Dans l'Iowa, grâce à une campagne agressive d'abattage menée par l'USFWS dans l'Union Slough National Wildlife Refuge, les plantes, les oiseaux et les mammifères dépendant des prairies reviennent en force. Pendant des années, les passsionné·es des arbres se sont insurgé·es contre les gestionnaires de l'Union Slough, les accusant notamment d'«arboricide». Mais à mesure que le refuge s'étend, l'esclandre s'estompe.

La réforme semble faire deux pas en arrière et trois en avant. «Nous faisons pression pour que San Francisco plante des arbres indigènes qui inviteront la faune dans la ville et la relieront à nos parcs, indique Jacob Sigg, de la California Native Plant Society. Mais le réseau des anciens plante des essences non indigènes et est sourd à nos arguments. Planter des arbres n'importe où me fait frissonner de terreur. Je vois des progrès, puis j'entends une grosse légume dire qu'elle va planter “mille milliards d'arbres”.»

Sigg s'est ragaillardi quand je l'ai questionné sur Angel Island. L'île était ravagée par la fameuse «désolation» des eucalyptus la dernière fois que j'y étais allé. Aujourd'hui, m'assure-t-il, pratiquement tous les eucalyptus ont été coupés et réduits en copeaux, et les prairies et les chênes verts indigènes se refont une santé.
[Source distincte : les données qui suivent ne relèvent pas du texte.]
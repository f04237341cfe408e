// SPDX-License-Identifier: MPL-2.0

//! End-to-end booth session driven through messages

use photobooth::app::{AppModel, Backends, Executor, Message, View};
use photobooth::backends::audio::CountingShutter;
use photobooth::backends::camera::synthetic::{SyntheticBackend, TestPattern};
use photobooth::backends::feedback::RecordingHaptics;
use photobooth::backends::share::ScriptedShare;
use photobooth::constants::haptics;
use photobooth::errors::ShareError;
use photobooth::filters::{FilterType, SwipeDirection};
use photobooth::Config;
use std::path::PathBuf;
use std::sync::Arc;
use std::sync::atomic::Ordering;
use std::time::Duration;

struct Booth {
    model: AppModel,
    executor: Executor,
    pending: usize,
}

impl Booth {
    fn send(&mut self, message: Message) {
        let task = self.model.update(message);
        self.pending += task.len();
        self.executor.spawn(task);
    }

    async fn settle(&mut self) {
        while self.pending > 0 {
            let message = self.executor.next().await.expect("executor closed");
            self.pending -= 1;
            self.send(message);
        }
    }
}

fn export_dir(name: &str) -> PathBuf {
    let dir = std::env::temp_dir().join(format!(
        "photobooth-scenario-{}-{}",
        name,
        std::process::id()
    ));
    let _ = std::fs::remove_dir_all(&dir);
    dir
}

fn booth(
    camera: SyntheticBackend,
    share: ScriptedShare,
    export_dir: PathBuf,
) -> (Booth, Arc<RecordingHaptics>, Arc<CountingShutter>) {
    let haptics = Arc::new(RecordingHaptics::new());
    let shutter = Arc::new(CountingShutter::new());
    let config = Config {
        export_dir,
        capture_width: 64,
        capture_height: 64,
        ..Config::default()
    };
    let backends = Backends {
        camera: Box::new(camera),
        haptics: haptics.clone(),
        shutter: shutter.clone(),
        share: Arc::new(share),
    };
    let mut model = AppModel::new(config, backends);
    model.pump_camera();
    (
        Booth {
            model,
            executor: Executor::new(),
            pending: 0,
        },
        haptics,
        shutter,
    )
}

#[tokio::test(start_paused = true)]
async fn test_three_filtered_shots_then_delete_and_export() {
    let dir = export_dir("full");
    let camera = SyntheticBackend::new().with_pattern(TestPattern::Solid([200, 40, 40]));
    let streams = camera.active_streams();
    let (mut booth, haptics, shutter) = booth(camera, ScriptedShare::new(Ok(())), dir.clone());
    assert!(booth.model.camera_ready());
    assert_eq!(booth.model.progress_label(), "0/3 Photos");

    // Normal
    booth.send(Message::Capture);
    booth.settle().await;

    // Mono
    tokio::time::advance(Duration::from_secs(1)).await;
    booth.send(Message::SwipeFilter(SwipeDirection::Left));
    booth.send(Message::Capture);
    booth.settle().await;

    // Sepia
    tokio::time::advance(Duration::from_secs(1)).await;
    booth.send(Message::SwipeFilter(SwipeDirection::Left));
    booth.send(Message::Capture);
    booth.settle().await;

    assert_eq!(shutter.plays(), 3);
    assert_eq!(haptics.count(haptics::CAPTURE), 3);
    assert_eq!(booth.model.view(), View::Review);
    assert_eq!(booth.model.progress_label(), "3/3 Photos");
    assert_eq!(streams.load(Ordering::SeqCst), 0, "camera released on review");
    assert_eq!(
        booth.model.session.filters(),
        vec![FilterType::Normal, FilterType::Mono, FilterType::Sepia]
    );

    // The Mono photo was baked gray
    let mono = booth.model.session.photos()[1].image.decode().unwrap();
    let [r, g, b, _] = mono.get_pixel(32, 32).0;
    assert!(r.abs_diff(g) <= 3 && g.abs_diff(b) <= 3);

    booth.send(Message::SwipeDelete { index: 1 });
    booth.settle().await;
    assert_eq!(
        booth.model.session.filters(),
        vec![FilterType::Normal, FilterType::Sepia]
    );

    booth.send(Message::Export);
    assert!(booth.model.export_in_progress);
    booth.settle().await;
    assert!(!booth.model.export_in_progress);

    let path = booth.model.last_export.clone().expect("strip exported");
    assert_eq!(path, dir.join("photo-strip.jpg"));
    let strip = image::open(&path).unwrap();
    // Two frames: (30*2 + 2*180 + 20) * 2
    assert_eq!((strip.width(), strip.height()), (600, 880));
    assert_eq!(haptics.count(haptics::CONFIRM), 1);
}

#[tokio::test(start_paused = true)]
async fn test_share_failure_saves_instead() {
    let dir = export_dir("share");
    let (mut booth, haptics, _) = booth(
        SyntheticBackend::new(),
        ScriptedShare::new(Err(ShareError::Failed("no share sheet".into()))),
        dir.clone(),
    );

    booth.send(Message::Capture);
    booth.settle().await;
    booth.send(Message::Navigate(View::Review));
    booth.send(Message::Share);
    booth.settle().await;

    assert!(dir.join("photo-strip.jpg").exists());
    assert_eq!(booth.model.last_export, Some(dir.join("photo-strip.jpg")));
    assert_eq!(haptics.count(haptics::CONFIRM), 1);
}

#[tokio::test(start_paused = true)]
async fn test_new_strip_starts_over() {
    let (mut booth, _, _) = booth(
        SyntheticBackend::new(),
        ScriptedShare::new(Ok(())),
        export_dir("restart"),
    );

    booth.send(Message::Capture);
    booth.settle().await;
    booth.send(Message::Navigate(View::Review));
    assert!(!booth.model.holds_camera());

    booth.send(Message::NewStrip);
    assert_eq!(booth.model.view(), View::Capture);
    assert!(booth.model.session.is_empty());
    assert!(booth.model.holds_camera());

    booth.model.pump_camera();
    tokio::time::advance(Duration::from_secs(1)).await;
    booth.send(Message::Capture);
    booth.settle().await;
    assert_eq!(booth.model.session.len(), 1);
}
Le département californien des parcs et loisirs a entendu les arguments de la société. Qu'importe les campagnes parfois violentes de groupes pro-eucalyptus, il a tenu bon.

Je crois qu'on ne pourrait pas trouver meilleure formule que celle du grand photographe paysager Ansel Adams lorsqu'il avait assisté aux plantations d'arbres organisées par les scouts dans la prairie de la Golden Gate National Recreation Area: «Je ne puis imaginer d'entreprise plus insipide que de planter des arbres dans une zone qui en est naturellement dépourvue, et d'imposer une interprétation de la beauté naturelle sur un grand paysage chargé de beauté et d'émerveillement, et de l'excellence de l'éternité.» Dans de nombreux cas, les paysages sans arbres ne sont pas seulement naturels, ils sont aussi meilleurs pour la Terre.